Yves MARTIN, Le ciel s’envoie en l’air (Librairie-Galerie Racine, 2010, 15 €)

Le travail d’Yves Martin illustre bien la définition de Valéry sur le travail poétique : « Écrire avec des mots, pas avec des idées » ; ces mots que le poète s’approprie, retape, pour leur donner une vie de fétiches contre les tourments du monde et sa propre apocalypse intérieure. Sur l’établi d’un enchanteur jamais à court d’astuces, déferlent les aventures d’un imaginaire surpeuplé et prompt à brouiller les cartes entre songes, figures du cinéma et de la littérature, fantasmes et dures réalités. Entre ses pages, nous pouvons dire bonjour à Jack l’éventreur ou admirer l’Impératrice rouge car tout est possible, toute incongruité devient évidence, lumière, pour le magicien minutieux qui règne sur l’infime (lui le colosse) et qui instruit en légende (lui le hors-la-vie) la mêlée savoureuse des univers adulte et enfantin : « Immobile, je bouge, horizontal, je lévite », c’est-à-dire, « Comme Charlot, je suis toujours à l’endroit où on m’attend le moins ».

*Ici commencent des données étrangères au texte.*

use indexmap::IndexMap;
use itertools::Itertools;
use tracing::warn;

use crate::{
    aggregation::SpeedAggregator,
    types::{EventTime, SpeedObservation},
};

use super::{WindowBounds, WindowState};

/// Final reduction step combining shard-local partial aggregates into one per
/// (key, window) before finishing them.
///
/// The merge has a single owner, all shards hand their partials and
/// watermarks to it through a channel.
///
/// If keys are routed to shards by key, a partial is complete as soon as it
/// arrives and is finished immediately. Otherwise a window is finished once
/// every shard's watermark has advanced past its end. A shard which never
/// reports a watermark holds back all windows until the input is finished.
#[derive(Debug)]
pub struct ShardMerge {
    key_affine: bool,
    watermarks: Vec<Option<EventTime>>,
    pending: IndexMap<(String, WindowBounds), SpeedAggregator>,
    released: Option<EventTime>,
}

impl ShardMerge {
    /// Create a merge step for `shards` shards
    pub fn new(shards: usize, key_affine: bool) -> Self {
        Self {
            key_affine,
            watermarks: vec![None; shards],
            pending: IndexMap::new(),
            released: None,
        }
    }

    /// Accept a partial closed by one shard, returning any observations which
    /// are complete now
    pub fn offer(&mut self, partial: WindowState) -> Vec<SpeedObservation> {
        if self.key_affine {
            return vec![partial.finish()];
        }
        if self.released.is_some_and(|r| partial.window.end <= r) {
            warn!(
                key = %partial.key,
                start = partial.window.start,
                end = partial.window.end,
                "Dropping partial for already finished window"
            );
            return Vec::new();
        }
        self.pending
            .entry((partial.key, partial.window))
            .or_default()
            .combine(partial.aggregator);
        self.release()
    }

    /// Record a shard's watermark, returning observations completed by it
    pub fn advance(&mut self, shard: usize, watermark: EventTime) -> Vec<SpeedObservation> {
        match self.watermarks.get_mut(shard) {
            Some(slot) => {
                if slot.is_none_or(|prev| watermark > prev) {
                    *slot = Some(watermark);
                }
            }
            None => {
                warn!(shard, "Watermark from unknown shard");
                return Vec::new();
            }
        }
        if self.key_affine {
            return Vec::new();
        }
        self.release()
    }

    /// Lowest watermark of all shards, `None` until every shard reported one
    pub fn watermark(&self) -> Option<EventTime> {
        self.watermarks
            .iter()
            .copied()
            .collect::<Option<Vec<_>>>()?
            .into_iter()
            .min()
    }

    /// Number of (key, window) pairs waiting for slower shards
    pub fn pending(&self) -> usize {
        self.pending.len()
    }

    fn release(&mut self) -> Vec<SpeedObservation> {
        let Some(wm) = self.watermark() else {
            return Vec::new();
        };
        self.released = Some(self.released.map_or(wm, |r| r.max(wm)));
        let (done, waiting): (Vec<_>, Vec<_>) = std::mem::take(&mut self.pending)
            .into_iter()
            .partition(|((_, window), _)| window.end <= wm);
        self.pending = waiting.into_iter().collect();
        done.into_iter()
            .sorted_by(|a, b| (a.0 .1, &a.0 .0).cmp(&(b.0 .1, &b.0 .0)))
            .map(|(_, aggregator)| aggregator.finish())
            .collect()
    }
}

Caricaturiste, il fait des posters de ses angoisses en annulant les charges négatives, en transformant le malaise en trésor inédit. Il provoque le réel en duel, lui colle des bottes imparables, en jubile, « enfant démesuré » heureux de ses tours, conscient de leurs possibilités de contamination. Il dote chaque verbe d’un nouveau code génétique et accomplit des performances d’images incomparables — pochettes-surprises d’où germe une myriade d’icônes. Surtout, il dresse son propre procès de raté (coin que sa mère lui enfonçait dans le crâne) en donnant la mesure de sa misère sexuelle et d’un manque à vivre seulement compensé par les bals de l’imaginaire et les flots alcoolisés : « Possible de rêver, impossible de vivre » ; « Seul, aucun vin ne pourra jamais le dire ».

On ne pourra pas réfuter ces caps saugrenus où les météores entrent en télépathie avec chaque nouveau venu, où la chiquenaude devient l’arme absolue, où les poissons-chats sont « les frères James des profondeurs » et les « girls du gel » les putains de l’Éden.

©Alain Breton

(Note de lecture in revue Les Hommes sans épaules, n° 31, premier semestre 2011)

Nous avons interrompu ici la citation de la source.